Just a little h/c wallow. More fic that was lying abandoned on my hard disk. You always hurt the one you love, and I love Remy. Those not into wallowing may want to skip this one.
"Okay," Linguini says nervously as I step off his hand onto the steel surface of the examining table, "what do we do now?"
"There are two basic shots for inoculation of rats," the vet says to Linguini, "that will give protection from all the major diseases that can infect humans."
My head swims with the stinging smell of chemicals and disinfectants.
"And he can go… uh, I can take him in a restaurant?" Linguini confirms.
Although I know the steel's sterile, it feels unclean under my feet. Menacing.
The vet gestures expansively. "On the moon, if you so choose."

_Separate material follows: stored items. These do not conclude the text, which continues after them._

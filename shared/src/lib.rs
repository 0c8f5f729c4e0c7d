//! Platform-neutral ledger types and edit logic shared by the frontend.
//!
//! Everything in here is plain Rust so it can be exercised with `cargo test`
//! on the host, without a browser.

pub mod date_badge;
pub mod edit_dialog;
pub mod entry;
pub mod error;
pub mod submit;

pub use date_badge::{DateBadge, INVALID_DATE_LABEL};
pub use edit_dialog::{DialogPhase, EditDialogState, EntryDraft, UpdateRequest};
pub use entry::{
    format_amount_input, parse_amount, Entry, EntryPatch, EntryType, EXPENSE_CATEGORIES, INCOME_CATEGORIES,
};
pub use error::{UnknownEntryType, UpdateError};
pub use submit::{OnUpdate, SubmitOutcome, UpdateFuture, UpdateTicket};
use chrono::{DateTime, Locale, NaiveDate, NaiveDateTime, TimeZone, Utc};

/// Text shown on every line of the badge when the input is not a date
pub const INVALID_DATE_LABEL: &str = "Invalid Date";

const BADGE_LOCALE: Locale = Locale::es_ES;

/// The three lines of a date badge: weekday, day of month, month and year.
#[derive(Debug, Clone, PartialEq, Eq)]
pub struct DateBadge {
    pub day_name: String,
    pub day_number: String,
    pub month_year: String,
}

impl DateBadge {
    /// Format a date string for the badge.
    ///
    /// Accepts a calendar date (`2024-01-01`), an ISO date-time with `T` or a
    /// space, with or without seconds, fraction and offset (`Z`, `+HH`,
    /// `+HH:MM`), or a bare `YYYY-MM` / `YYYY`. A date-time keeps the date as
    /// written in its own offset. Anything else yields the invalid-date
    /// placeholder rather than an error.
    pub fn from_date_str(date: &str) -> Self {
        match parse_badge_date(date) {
            Some(date) => Self::from_date(date),
            None => Self::invalid(),
        }
    }

    pub fn from_date(date: NaiveDate) -> Self {
        let Some(midnight) = date.and_hms_opt(0, 0, 0) else {
            return Self::invalid();
        };
        let datetime: DateTime<Utc> = Utc.from_utc_datetime(&midnight);

        Self {
            day_name: datetime.format_localized("%A", BADGE_LOCALE).to_string(),
            day_number: datetime.format("%-d").to_string(),
            month_year: datetime.format_localized("%b %Y", BADGE_LOCALE).to_string(),
        }
    }

    pub fn invalid() -> Self {
        Self {
            day_name: INVALID_DATE_LABEL.to_string(),
            day_number: INVALID_DATE_LABEL.to_string(),
            month_year: INVALID_DATE_LABEL.to_string(),
        }
    }

    pub fn is_valid(&self) -> bool {
        self.day_number != INVALID_DATE_LABEL
    }

    /// The badge lines in display order
    pub fn lines(&self) -> [&str; 3] {
        [self.day_name.as_str(), self.day_number.as_str(), self.month_year.as_str()]
    }
}

// Date-times with an offset; `%#z` also takes `Z` and a bare `+HH`
const OFFSET_FORMATS: &[&str] = &[
    "%Y-%m-%dT%H:%M:%S%.f%#z",
    "%Y-%m-%d %H:%M:%S%.f%#z",
    "%Y-%m-%dT%H:%M%#z",
    "%Y-%m-%d %H:%M%#z",
];

const LOCAL_FORMATS: &[&str] = &[
    "%Y-%m-%dT%H:%M:%S%.f",
    "%Y-%m-%d %H:%M:%S%.f",
    "%Y-%m-%dT%H:%M",
    "%Y-%m-%d %H:%M",
];

fn parse_badge_date(input: &str) -> Option<NaiveDate> {
    let input = input.trim();

    if let Ok(date) = NaiveDate::parse_from_str(input, "%Y-%m-%d") {
        return Some(date);
    }
    if let Ok(datetime) = DateTime::parse_from_rfc3339(input) {
        return Some(datetime.date_naive());
    }
    if let Some(datetime) = OFFSET_FORMATS
        .iter()
        .find_map(|format| DateTime::parse_from_str(input, format).ok())
    {
        return Some(datetime.date_naive());
    }
    if let Some(datetime) = LOCAL_FORMATS
        .iter()
        .find_map(|format| NaiveDateTime::parse_from_str(input, format).ok())
    {
        return Some(datetime.date());
    }

    parse_partial_date(input)
}

/// `YYYY-MM` is the first of that month, `YYYY` the first of January
fn parse_partial_date(input: &str) -> Option<NaiveDate> {
    let all_digits = |part: &str| !part.is_empty() && part.bytes().all(|b| b.is_ascii_digit());

    match input.split_once('-') {
        Some((year, month)) if year.len() == 4 && month.len() == 2 && all_digits(year) && all_digits(month) => {
            NaiveDate::from_ymd_opt(year.parse().ok()?, month.parse().ok()?, 1)
        }
        None if input.len() == 4 && all_digits(input) => NaiveDate::from_ymd_opt(input.parse().ok()?, 1, 1),
        _ => None,
    }
}

#[cfg(test)]
mod tests {
    use super::*;

    #[test]
    fn test_calendar_date_in_spanish() {
        let badge = DateBadge::from_date_str("2024-01-01");
        assert_eq!(badge.day_name, "lunes");
        assert_eq!(badge.day_number, "1");
        assert_eq!(badge.month_year, "ene 2024");
        assert!(badge.is_valid());
    }

    #[test]
    fn test_day_number_has_no_padding() {
        let badge = DateBadge::from_date_str("2025-06-09");
        assert_eq!(badge.day_number, "9");
        assert!(badge.month_year.ends_with("2025"));
    }

    #[test]
    fn test_rfc3339_uses_own_offset() {
        // Late evening in UTC-5 is already the next day in UTC
        let badge = DateBadge::from_date_str("2024-03-15T22:30:00-05:00");
        assert_eq!(badge.day_number, "15");
        assert_eq!(badge.day_name, "viernes");
    }

    #[test]
    fn test_valid_dates_always_have_three_lines() {
        let samples = [
            "2024-02-29",
            "1999-12-31",
            "2030-07-04",
            "2024-10-13T00:00:00Z",
            "2024-01-01T10:00:00",
            "2024-01-01T10:00:00.000",
            "2024-01-01T10:00Z",
            "2024-01-01 10:00:00+00",
            "2024-01-01 10:00:00.123456+00:00",
            "2024-01",
            "2024",
        ];
        for sample in samples {
            let badge = DateBadge::from_date_str(sample);
            assert!(badge.is_valid(), "{sample} should parse");
            assert_eq!(badge.lines().len(), 3);
            assert!(badge.lines().iter().all(|line| !line.is_empty()));
        }
    }

    #[test]
    fn test_iso_variants_resolve_to_the_written_day() {
        for sample in [
            "2024-01-01T10:00:00",
            "2024-01-01T10:00:00.000",
            "2024-01-01T10:00Z",
            "2024-01-01 10:00:00+00",
            "2024-01-01 23:59",
        ] {
            let badge = DateBadge::from_date_str(sample);
            assert_eq!(badge.day_name, "lunes", "{sample}");
            assert_eq!(badge.day_number, "1", "{sample}");
            assert_eq!(badge.month_year, "ene 2024", "{sample}");
        }
    }

    #[test]
    fn test_partial_dates_start_at_first_day() {
        let month = DateBadge::from_date_str("2024-03");
        assert_eq!(month.day_number, "1");
        assert_eq!(month.day_name, "viernes");

        let year = DateBadge::from_date_str("2024");
        assert_eq!(year.lines(), DateBadge::from_date_str("2024-01-01").lines());
    }

    #[test]
    fn test_malformed_input_renders_placeholder() {
        for sample in ["", "not a date", "2024-13-01", "2023-02-29", "2024-13", "24-01", "20245"] {
            let badge = DateBadge::from_date_str(sample);
            assert!(!badge.is_valid());
            assert_eq!(badge.lines(), [INVALID_DATE_LABEL; 3]);
        }
    }
}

It's cold here on the unforgiving metal, and I hate being talked about as though I wasn't there. But we've discussed this. I can't hide forever, and the best way for me to appear in the restaurant is to get a certificate that I've had all the shots required by the health department. It's still a bit iffy even then, but I have every confidence in the persuasive powers of Colette's meat cleaver.

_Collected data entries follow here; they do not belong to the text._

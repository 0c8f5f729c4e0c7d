pub mod date_display;
pub mod edit_entry_dialog;
pub mod entry_table;

pub use date_display::DateDisplay;
pub use edit_entry_dialog::EditEntryDialog;
pub use entry_table::EntryTable;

"You okay with that, Little Chef?"
Even as I nod, I hear the vet laugh. "You'd think he understood you, the way you talk to him!"
Suddenly, the table seems colder, the white coat looming above me a lot more frightening. I'd mostly forgotten the demeaning feeling of being less than human, but now it comes back full force.

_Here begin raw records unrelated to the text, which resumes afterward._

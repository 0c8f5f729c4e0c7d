use std::rc::Rc;

use shared::{Entry, OnUpdate};
use wasm_bindgen_futures::spawn_local;
use yew::prelude::*;

use crate::services::api::ApiClient;
use crate::services::logging::Logger;

const COMPONENT: &str = "use_entries";

#[derive(Clone, Debug, Default, PartialEq)]
pub struct EntriesState {
    pub entries: Vec<Entry>,
    pub loading: bool,
    pub error: Option<String>,
}

pub enum EntriesAction {
    Loading,
    Loaded(Vec<Entry>),
    Failed(String),
    /// An entry came back from a successful update
    Replaced(Entry),
}

impl Reducible for EntriesState {
    type Action = EntriesAction;

    fn reduce(self: Rc<Self>, action: Self::Action) -> Rc<Self> {
        let mut next = (*self).clone();
        match action {
            EntriesAction::Loading => {
                next.loading = true;
                next.error = None;
            }
            EntriesAction::Loaded(entries) => {
                next.entries = entries;
                next.loading = false;
            }
            EntriesAction::Failed(error) => {
                next.loading = false;
                next.error = Some(error);
            }
            EntriesAction::Replaced(entry) => {
                if let Some(slot) = next.entries.iter_mut().find(|e| e.id == entry.id) {
                    *slot = entry;
                }
            }
        }
        next.into()
    }
}

pub struct UseEntriesResult {
    pub state: EntriesState,
    pub actions: UseEntriesActions,
}

#[derive(Clone, PartialEq)]
pub struct UseEntriesActions {
    pub refresh_entries: Callback<()>,
    /// Update function for `EditEntryDialog`; replaces the row on success
    pub on_update: OnUpdate,
}

#[hook]
pub fn use_entries(api_client: &ApiClient) -> UseEntriesResult {
    let state = use_reducer(|| EntriesState {
        loading: true,
        ..EntriesState::default()
    });

    let refresh_entries = {
        let api_client = api_client.clone();
        let dispatcher = state.dispatcher();

        use_callback((), move |_, _| {
            let api_client = api_client.clone();
            let dispatcher = dispatcher.clone();

            spawn_local(async move {
                dispatcher.dispatch(EntriesAction::Loading);

                match api_client.list_entries().await {
                    Ok(entries) => {
                        Logger::debug_with_component(COMPONENT, &format!("Loaded {} entries", entries.len()));
                        dispatcher.dispatch(EntriesAction::Loaded(entries));
                    }
                    Err(e) => {
                        Logger::error_with_component(COMPONENT, &format!("Failed to fetch entries: {}", e));
                        dispatcher.dispatch(EntriesAction::Failed(e));
                    }
                }
            });
        })
    };

    // Built once so the dialogs' props stay equal across renders
    let on_update = {
        let api_client = api_client.clone();
        let dispatcher = state.dispatcher();

        use_memo((), move |_| {
            OnUpdate::new(move |id, patch| {
                let api_client = api_client.clone();
                let dispatcher = dispatcher.clone();

                async move {
                    let result = api_client.update_entry(&id, &patch).await;
                    if let Ok(Some(entry)) = &result {
                        dispatcher.dispatch(EntriesAction::Replaced(entry.clone()));
                    }
                    result
                }
            })
        })
    };

    {
        let refresh_entries = refresh_entries.clone();
        use_effect_with((), move |_| {
            refresh_entries.emit(());
            || ()
        });
    }

    UseEntriesResult {
        state: (*state).clone(),
        actions: UseEntriesActions {
            refresh_entries,
            on_update: (*on_update).clone(),
        },
    }
}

And it only gets worse when the doc produces a needle. My brain freezes with only one thought: Mon Dieu, it's huge.
The long, gleaming steel pole, half as thick as my wrist, glints evilly under the fluorescent light, its obliquely slashed edge like a reed cut crosswise, sharp and glinting. Terror strikes into my heart as the doctor wields it, reflections sliding up and down the flashing barrel, and I can see the tapered edge of the knife-like surface. I imagine it going into my flesh, taking out a neat round hole. He fills it with liquid and squirts it into the air, then turns matter-of-factly to me. As he does, he smiles, and the bright light reflects off his white teeth.
I can't do this.
The chromium barrel coming towards me, the stainless-steel table cold under my bare feet, the bland, uncaring face of the human wielding the implement—I flash, for a fleeting second, to the torture scene from the movie Brazil. It's just a shot, I think to myself, but I can't help the whimper of fear as I skitter backwards…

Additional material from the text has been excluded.